Чему они учат детей — на собственном примере и на уровне внушения? К слову, я довольно долго разучивала с Сэмом пацифистские речовки. Ему тогда было два года; как раз началась война в Персидском заливе, и во мне проснулась политическая злость.
— Что нам нужно? — вопрошала я.
— Нужен мир! — прилежно отвечал сын.
— А когда нам нужен мир? — продолжала я.
— Немедленно! — говорил Сэм. Я улыбалась и давала ему конфетку.

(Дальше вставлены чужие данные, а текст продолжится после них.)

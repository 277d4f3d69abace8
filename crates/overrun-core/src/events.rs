//! Events emitted by the simulation for observers.
//!
//! The engine collects events during a tick and publishes them on the
//! snapshot after all state mutation for the tick is done, so observers
//! never see an inconsistent state/round pairing.

use serde::{Deserialize, Serialize};

use crate::enums::*;

/// Observer-facing match events.
#[derive(Debug, Clone, Serialize, Deserialize)]
#[serde(tag = "type")]
pub enum MatchEvent {
    /// The match state machine transitioned.
    StateChanged {
        state: MatchState,
        round: Option<u32>,
    },
    /// A round began and its spawner started.
    RoundStarted { round: u32, quota: u32 },
    /// A wave of the current round began spawning.
    WaveStarted { size: u32 },
    /// An enemy entered the arena.
    EnemySpawned {
        enemy_id: u32,
        archetype: EnemyArchetype,
    },
    /// The live enemy population changed.
    EnemyCountChanged { count: u32 },
    /// The round's spawn quota was reached.
    QuotaMet { round: u32, quota: u32 },
    /// Spawning was cancelled before the quota was reached.
    SpawningCancelled { spawned: u32 },
    /// An enemy was killed.
    EnemyKilled { enemy_id: u32, score_value: u32 },
    /// A participant joined.
    PlayerJoined { player_id: u32 },
    /// A participant left.
    PlayerLeft { player_id: u32 },
    /// A participant took damage.
    PlayerDamaged { player_id: u32, health: i32 },
    /// A participant was eliminated.
    PlayerDied { player_id: u32 },
    /// A new high score was latched at match end.
    HighScoreUpdated { score: u32 },
    /// The restart delay elapsed; the host should reload the match.
    RestartRequested,
}
#[test]
fn test_two_round_match_flow() {
    let mut engine = MatchEngine::new(far_config(
        vec![shambler_round(2), shambler_round(2)],
        fast_spawner(5, -1),
    ))
    .unwrap();
    engine.queue_command(PlayerCommand::JoinMatch { player_id: 0 });

    let mut returned_to_warmup = false;
    let mut round1_started = false;
    let mut quota_met_rounds = Vec::new();
    let mut snap = engine.tick(1.0);
    for _ in 0..200 {
        kill_visible_enemies(&mut engine, &snap);
        snap = engine.tick(1.0);
        assert!(snap.spawner.spawned <= snap.spawner.quota);

        for event in &snap.events {
            match event {
                MatchEvent::QuotaMet { round, .. } => quota_met_rounds.push(*round),
                MatchEvent::StateChanged {
                    state: MatchState::Warmup,
                    round: Some(0),
                } => returned_to_warmup = true,
                MatchEvent::RoundStarted { round: 1, .. } => round1_started = true,
                _ => {}
            }
        }
        if snap.state == MatchState::End {
            break;
        }
    }

    // Round 0 cleared -> back to Warmup (not End); round 1 cleared -> End.
    assert!(returned_to_warmup, "round 0 should hand back to Warmup");
    assert!(round1_started);
    assert_eq!(quota_met_rounds, vec![0, 1]);
    assert_eq!(snap.state, MatchState::End);
    assert_eq!(snap.round, Some(1));

    // 4 Shamblers at 10 points each.
    assert_eq!(snap.score.score, 40);
    assert_eq!(snap.score.high_score, 40);
    assert!(snap.score.high_score_is_new);
}

#[test]
fn test_round_progression_boosts_max_health() {
    let mut engine = MatchEngine::new(far_config(
        vec![shambler_round(1), shambler_round(1)],
        fast_spawner(5, -1),
    ))
    .unwrap();
    engine.queue_command(PlayerCommand::JoinMatch { player_id: 0 });

    let mut snap = engine.tick(1.0);
    for _ in 0..100 {
        kill_visible_enemies(&mut engine, &snap);
        let in_round_1 = snap.round == Some(1) && snap.state == MatchState::InProgress;
        if in_round_1 {
            break;
        }
        snap = engine.tick(1.0);
    }

    assert_eq!(snap.round, Some(1));
    // Round index 1: 10% boost over the base 100.
    assert_eq!(snap.players[0].max_health, 110);
}

#[test]
fn test_restart_preserves_roster() {
    let mut engine = MatchEngine::new(far_config(vec![shambler_round(1)], fast_spawner(1, -1)))
        .unwrap();
    engine.queue_command(PlayerCommand::JoinMatch { player_id: 0 });
    engine.queue_command(PlayerCommand::JoinMatch { player_id: 1 });

    // Clear the single round, then wait out End until the restart request.
    let mut restart_requested = false;
    let mut snap = engine.tick(1.0);
    for _ in 0..100 {
        kill_visible_enemies(&mut engine, &snap);
        snap = engine.tick(1.0);
        if snap
            .events
            .iter()
            .any(|e| matches!(e, MatchEvent::RestartRequested))
        {
            restart_requested = true;
            break;
        }
    }
    assert!(restart_requested);
    assert_eq!(snap.state, MatchState::End);

    engine.queue_command(PlayerCommand::RestartMatch);
    let snap = engine.tick(1.0);

    // The roster survives the reload with fresh health; everything else
    // reset. The Waiting->Warmup hop may fire on the same tick.
    assert_eq!(snap.players.len(), 2);
    assert!(snap.players.iter().all(|p| p.health == 100));
    assert!(snap.enemies.is_empty());
    assert_eq!(snap.round, None);
    assert_eq!(snap.score.score, 0);
    assert!(snap.score.high_score > 0, "high score survives restart");
    assert!(!snap.score.high_score_is_new);
    assert!(matches!(
        snap.state,
        MatchState::Waiting | MatchState::Warmup
    ));
}

#[test]
fn test_spawn_trajectory_length_is_rng_independent() {
    // Two different seeds, same config, no kills: the tick at which the
    // quota is met must match — random picks never affect spawn pacing.
    let quota_tick = |seed: u64| -> u64 {
        let mut config = far_config(vec![shambler_round(6)], fast_spawner(2, -1));
        config.seed = seed;
        let mut engine = MatchEngine::new(config).unwrap();
        engine.queue_command(PlayerCommand::JoinMatch { player_id: 0 });
        for tick in 0..200u64 {
            let snap = engine.tick(1.0);
            if snap
                .events
                .iter()
                .any(|e| matches!(e, MatchEvent::QuotaMet { .. }))
            {
                return tick;
            }
        }
        panic!("quota never met");
    };

    assert_eq!(quota_tick(1), quota_tick(2));
}

#[test]
fn test_zero_quota_round_completes_without_spawns() {
    let round = RoundConfig {
        quota: 0,
        weights: vec![WeightedEntry {
            archetype: EnemyArchetype::Shambler,
            weight: 1,
        }],
        overrides: vec![],
    };
    let mut engine = MatchEngine::new(far_config(vec![round], fast_spawner(5, -1))).unwrap();
    engine.queue_command(PlayerCommand::JoinMatch { player_id: 0 });

    let mut snap = engine.tick(1.0);
    for _ in 0..20 {
        snap = engine.tick(1.0);
        assert_eq!(snap.spawner.spawned, 0);
        if snap.state == MatchState::End {
            break;
        }
    }
    assert_eq!(snap.state, MatchState::End);
}

// ---- Enemy behavior ----

#[test]
fn test_enemies_close_in_and_attack() {
    let config = MatchConfig {
        seed: 9,
        spawner: fast_spawner(2, -1),
        warmup_delay_secs: 1.0,
        end_delay_secs: 1.0,
        restart_delay_secs: 3.0,
        rounds: vec![shambler_round(4)],
        spawn_points: vec![Position::new(12.0, 0.0)],
    };
    let mut engine = MatchEngine::new(config).unwrap();
    engine.queue_command(PlayerCommand::JoinMatch { player_id: 0 });

    let mut saw_attacking = false;
    let mut saw_damage = false;
    for _ in 0..600 {
        let snap = engine.tick(DT);
        if snap
            .enemies
            .iter()
            .any(|e| e.phase == EnemyPhase::Attacking)
        {
            saw_attacking = true;
        }
        if snap
            .events
            .iter()
            .any(|e| matches!(e, MatchEvent::PlayerDamaged { player_id: 0, .. }))
        {
            saw_damage = true;
            break;
        }
    }
    assert!(saw_attacking, "an enemy should reach attack range");
    assert!(saw_damage, "an attacking enemy should land strikes");
}

#[test]
fn test_dead_enemies_sink_then_despawn() {
    let mut engine = MatchEngine::new(far_config(vec![shambler_round(1)], fast_spawner(1, -1)))
        .unwrap();
    engine.queue_command(PlayerCommand::JoinMatch { player_id: 0 });

    // Wait for the single spawn, kill it, then watch the corpse sink.
    let mut snap = engine.tick(1.0);
    for _ in 0..10 {
        if !snap.enemies.is_empty() {
            break;
        }
        snap = engine.tick(1.0);
    }
    let enemy_id = snap.enemies[0].enemy_id;
    engine.queue_command(PlayerCommand::DamageEnemy {
        enemy_id,
        amount: 10_000,
    });

    let snap = engine.tick(1.0);
    assert_eq!(snap.enemies[0].phase, EnemyPhase::Dead);
    assert_eq!(snap.spawner.population, 0, "dead enemy left the live set");

    // The corpse despawns after the sink delay. The round is already
    // cleared, so cleanup stops with the round systems; the despawn happens
    // before End freezes the world.
    let mut despawned = false;
    for _ in 0..10 {
        let snap = engine.tick(1.0);
        if snap.enemies.is_empty() {
            despawned = true;
            break;
        }
    }
    assert!(despawned, "corpse should despawn after sinking");
}

// ---- Spawn registry invariants ----

#[test]
fn test_registry_accounting() {
    let mut world = World::new();
    let e1 = world.spawn((1u32,));
    let e2 = world.spawn((2u32,));

    let mut registry = SpawnRegistry::new();
    registry.reset(2);

    registry.record_spawn(e1).unwrap();
    registry.record_spawn(e2).unwrap();
    assert_eq!(registry.spawned(), 2);
    assert_eq!(registry.population(), 2);
    assert!(registry.quota_met());
    assert!(!registry.is_cleared());
    assert_eq!(registry.remaining(), 2);

    registry.record_death(e1).unwrap();
    assert_eq!(registry.killed(), 1);
    assert_eq!(registry.population(), 1);
    assert_eq!(registry.remaining(), 1);

    registry.record_death(e2).unwrap();
    assert!(registry.is_cleared());
    assert_eq!(registry.remaining(), 0);
}

#[test]
fn test_registry_rejects_quota_overflow() {
    let mut world = World::new();
    let e1 = world.spawn((1u32,));
    let e2 = world.spawn((2u32,));

    let mut registry = SpawnRegistry::new();
    registry.reset(1);

    registry.record_spawn(e1).unwrap();
    assert_eq!(
        registry.record_spawn(e2),
        Err(InvariantViolation::QuotaExceeded { quota: 1 })
    );
    assert_eq!(registry.spawned(), 1, "rejected spawn is not counted");
}

#[test]
fn test_registry_rejects_duplicate_and_unknown() {
    let mut world = World::new();
    let e1 = world.spawn((1u32,));
    let e2 = world.spawn((2u32,));

    let mut registry = SpawnRegistry::new();
    registry.reset(5);

    registry.record_spawn(e1).unwrap();
    assert_eq!(
        registry.record_spawn(e1),
        Err(InvariantViolation::AlreadyLive)
    );

    assert_eq!(registry.record_death(e2), Err(InvariantViolation::NotLive));
    registry.record_death(e1).unwrap();
    // Double death is the same violation.
    assert_eq!(registry.record_death(e1), Err(InvariantViolation::NotLive));
    assert!(registry.killed() <= registry.spawned());
}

Конечно, эти слова для него ничего не значили. С тем же успехом я могла бы приучить его выкликать «козявки!» вместо «нужен мир!» и «в августе» вместо «немедленно». Но все друзья приходили от нашего представления в восторг, и родственники тоже. И что же это говорит обо мне и моих чаяниях? Пожалуй, такой пассаж мог бы поведать больше, чем описание длиной в три страницы. Вон сколько штрихов к портрету героини: вся ее политическая подноготная, стремление к миру, отчаянный поиск единомышленников, готовность повеселить публику, склонность разряжать бессильный гнев при помощи юмора — и манера использовать собственного ребенка в качестве марионетки вроде Чарли Маккарти[28]. Последнее несколько пугает, но придает драматизма общей картине. Может быть, тридцать пять лет назад эта женщина сама служила «говорящей куклой» для родителей и выступала перед их друзьями. Возможно, ей стоило бы обсудить это с психоаналитиком. И как вы думаете, прекратила ли она свои упражнения, когда поняла, какую роль отводит в них ребенку? Нет, и это говорит о ней еще больше. Она так и развлекалась, даже когда война уже кончилась, пока однажды не бросила трехлетнему сыну клич: «Эй! Что нам нужно?» — и не услышала жалобный ответ: «Покушать...»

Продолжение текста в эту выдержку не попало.